Lors d’une récente interview, Marco Rubio avait qualifié la Corée du Nord et l’Iran d’«États voyous» dont «il faut s’occuper» lors des prises de décisions en matière de relations internationales.

Le secrétaire d’État américain «a dit des inepties en qualifiant la RPDC (République populaire démocratique de Corée) d’«État voyou», a dénoncé le porte-parole du Ministère des affaires étrangères nord-coréen, fustigeant des «remarques hostiles visant à inconsidérément ternir l’image d’un État souverain» et «une grave provocation politique».

La Corée du Nord est largement coupée du monde diplomatiquement et économiquement, sous le coup de lourdes sanctions. Son programme d’armes nucléaires est un point de discorde majeur avec les États-Unis depuis des années.

Un «gars intelligent»

Donald Trump, qui avait rencontré plusieurs fois Kim Jong-un pendant son premier mandat, avait assuré en janvier qu’il allait à nouveau contacter son homologue nord-coréen, le qualifiant de «gars intelligent».

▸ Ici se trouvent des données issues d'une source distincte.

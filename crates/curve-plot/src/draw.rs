//! The draw-target boundary.
//!
//! [`DrawTarget`] is the seam between the pure math/plot layer and an actual
//! rendering backend. Coordinates arriving here are already mapped to pixel
//! space by a [`Viewport`](crate::Viewport); colors are RGBA [`Vec4`]
//! values.

use curve_math::{Vec2, Vec3, Vec4};

/// Something that can draw lines and points in pixel space.
///
/// 3D points are reduced to 2D by discarding the trailing component, so a
/// planar curve expressed in [`Vec3`] plots without manual conversion.
pub trait DrawTarget {
    /// Draws a line segment between two pixel positions.
    fn draw_line(&mut self, a: Vec2, b: Vec2, color: Vec4);

    /// Draws a point marker at a pixel position.
    fn draw_point(&mut self, p: Vec2, color: Vec4);

    /// Draws a line between two 3D points, discarding z.
    #[inline]
    fn draw_line_3d(&mut self, a: Vec3, b: Vec3, color: Vec4) {
        self.draw_line(a.xy(), b.xy(), color);
    }

    /// Draws a point at a 3D position, discarding z.
    #[inline]
    fn draw_point_3d(&mut self, p: Vec3, color: Vec4) {
        self.draw_point(p.xy(), color);
    }
}

/// A recorded draw call.
#[derive(Debug, Clone, Copy, PartialEq)]
pub enum DrawCommand {
    /// Line segment between two pixel positions.
    Line {
        /// Start position
        a: Vec2,
        /// End position
        b: Vec2,
        /// RGBA color
        color: Vec4,
    },
    /// Point marker at a pixel position.
    Point {
        /// Position
        p: Vec2,
        /// RGBA color
        color: Vec4,
    },
}

/// A [`DrawTarget`] that records commands instead of rendering.
///
/// Used by tests and by backends that replay a frame's draw list.
#[derive(Debug, Clone, Default)]
pub struct CommandLog {
    /// Commands in submission order.
    pub commands: Vec<DrawCommand>,
}

impl CommandLog {
    /// Drops all recorded commands.
    #[inline]
    pub fn clear(&mut self) {
        self.commands.clear();
    }
}

impl DrawTarget for CommandLog {
    #[inline]
    fn draw_line(&mut self, a: Vec2, b: Vec2, color: Vec4) {
        self.commands.push(DrawCommand::Line { a, b, color });
    }

    #[inline]
    fn draw_point(&mut self, p: Vec2, color: Vec4) {
        self.commands.push(DrawCommand::Point { p, color });
    }
}

#[cfg(test)]
mod tests {
    use super::*;
    use crate::colors;

    #[test]
    fn test_log_records_in_order() {
        let mut log = CommandLog::default();
        log.draw_line(Vec2::ZERO, Vec2::ONE, colors::WHITE);
        log.draw_point(Vec2::splat(0.5), colors::RED);
        assert_eq!(log.commands.len(), 2);
        assert!(matches!(log.commands[0], DrawCommand::Line { .. }));
        assert!(matches!(log.commands[1], DrawCommand::Point { .. }));
        log.clear();
        assert!(log.commands.is_empty());
    }

    #[test]
    fn test_3d_variants_discard_z() {
        let mut log = CommandLog::default();
        log.draw_point_3d(Vec3::new(1.0, 2.0, 99.0), colors::BLUE);
        match log.commands[0] {
            DrawCommand::Point { p, .. } => assert_eq!(p.to_array(), [1.0, 2.0]),
            _ => panic!("expected a point"),
        }
    }
}
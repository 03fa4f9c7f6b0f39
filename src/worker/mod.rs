//! External worker processes.
//!
//! A [`Worker`] owns one long-running text-generation process and the two
//! pipes attached to its stdin and stdout. Requests and replies travel as
//! one JSON object per line (see [`protocol`]).
//!
//! ```text
//!   Worker ── {"text": ..., "mood": ...}\n ──▶ stdin  ┌─────────────┐
//!                                                    │   process   │
//!   Worker ◀── {"text": ..., "mood": ...}\n ── stdout └─────────────┘
//! ```
//!
//! A worker never reports a failed exchange to its caller. Write errors,
//! read errors, end-of-file, malformed lines and the literal `error` line
//! are logged and folded into the fallback answer, which keeps the
//! caller's mood and affection unchanged.

pub mod protocol;

use std::process::Stdio;
use std::sync::Arc;
use std::time::Instant;

use tokio::io::{AsyncBufRead, AsyncWrite, BufReader};
use tokio::process::{Child, ChildStdin, ChildStdout, Command};
use tracing::{debug, trace, warn};

use crate::config::WorkerCommand;
use crate::error::{PoolError, Result};
use crate::payload::{RequestPayload, ResponsePayload};

use protocol::ExchangeFailure;

/// One external worker process plus its request/response streams.
///
/// The stream types are generic so the protocol can run over in-memory
/// pipes; a spawned worker uses the child's stdin and stdout.
pub struct Worker<W = ChildStdin, R = BufReader<ChildStdout>> {
    id: usize,
    /// Process handle. `None` for workers built from bare streams.
    child: Option<Child>,
    /// `None` once the worker has been closed.
    writer: Option<W>,
    reader: R,
    line: String,
    fallback_text: Arc<str>,
    exchanges: u64,
    last_used: Option<Instant>,
}

impl Worker {
    /// Launch the worker process with piped stdin/stdout.
    ///
    /// Stderr is inherited so the worker's own diagnostics reach the host's
    /// stderr.
    pub fn spawn(id: usize, command: &WorkerCommand, fallback_text: Arc<str>) -> Result<Self> {
        let mut cmd = Command::new(&command.program);
        cmd.args(&command.args)
            .envs(&command.env)
            .stdin(Stdio::piped())
            .stdout(Stdio::piped())
            .stderr(Stdio::inherit());
        if let Some(dir) = &command.current_dir {
            cmd.current_dir(dir);
        }

        let mut child = cmd.spawn().map_err(|e| PoolError::Spawn {
            program: command.program.clone(),
            reason: e.to_string(),
        })?;

        let stdin = child
            .stdin
            .take()
            .ok_or(PoolError::WorkerStream { stream: "stdin" })?;
        let stdout = child
            .stdout
            .take()
            .ok_or(PoolError::WorkerStream { stream: "stdout" })?;

        debug!(
            worker_id = id,
            pid = child.id(),
            program = %command.program,
            "worker process started"
        );

        let mut worker = Self::from_streams(id, stdin, BufReader::new(stdout), fallback_text);
        worker.child = Some(child);
        Ok(worker)
    }
}

impl<W, R> Worker<W, R>
where
    W: AsyncWrite + Unpin + Send,
    R: AsyncBufRead + Unpin + Send,
{
    /// Build a worker around already-connected streams.
    pub fn from_streams(id: usize, writer: W, reader: R, fallback_text: Arc<str>) -> Self {
        Self {
            id,
            child: None,
            writer: Some(writer),
            reader,
            line: String::with_capacity(1024),
            fallback_text,
            exchanges: 0,
            last_used: None,
        }
    }

    pub fn id(&self) -> usize {
        self.id
    }

    /// Number of exchanges attempted, failed ones included.
    pub fn exchanges(&self) -> u64 {
        self.exchanges
    }

    /// When the last exchange started.
    pub fn last_used(&self) -> Option<Instant> {
        self.last_used
    }

    pub fn is_closed(&self) -> bool {
        self.writer.is_none()
    }

    /// Write one request line and read one reply line.
    ///
    /// Always returns an answer: any failure is logged and replaced with the
    /// fallback answer for `request`.
    pub async fn exchange(&mut self, request: &RequestPayload) -> ResponsePayload {
        let started = Instant::now();
        self.last_used = Some(started);
        self.exchanges += 1;

        let outcome = match self.writer.as_mut() {
            Some(writer) => {
                protocol::round_trip(writer, &mut self.reader, &mut self.line, request).await
            }
            None => Err(ExchangeFailure::Closed),
        };

        match outcome {
            Ok(response) => {
                trace!(
                    worker_id = self.id,
                    elapsed_ms = started.elapsed().as_millis() as u64,
                    "worker exchange complete"
                );
                response
            }
            Err(failure) => {
                warn!(worker_id = self.id, error = %failure, "worker exchange failed");
                request.fallback_response(&self.fallback_text)
            }
        }
    }

    /// Close the request stream so the process sees end-of-input.
    ///
    /// Does not wait for the process to exit. Calling it again is a no-op.
    pub fn close(&mut self) {
        if self.writer.take().is_some() {
            debug!(
                worker_id = self.id,
                pid = self.child.as_ref().and_then(Child::id),
                exchanges = self.exchanges,
                "worker closed"
            );
        }
    }
}

impl<W, R> Drop for Worker<W, R> {
    fn drop(&mut self) {
        // Dropping the writer closes the pipe; the runtime reaps the child.
        self.writer.take();
    }
}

En 2019, un sommet entre les deux hommes s’était mal passé à Hanoï, au Vietnam, au sujet d’un allègement des sanctions et de ce que Pyongyang était prêt à concéder en échange.

La semaine dernière, en dépit des appels du pied de Donald Trump, la Corée du Nord a promis que son programme nucléaire se poursuivra «indéfiniment».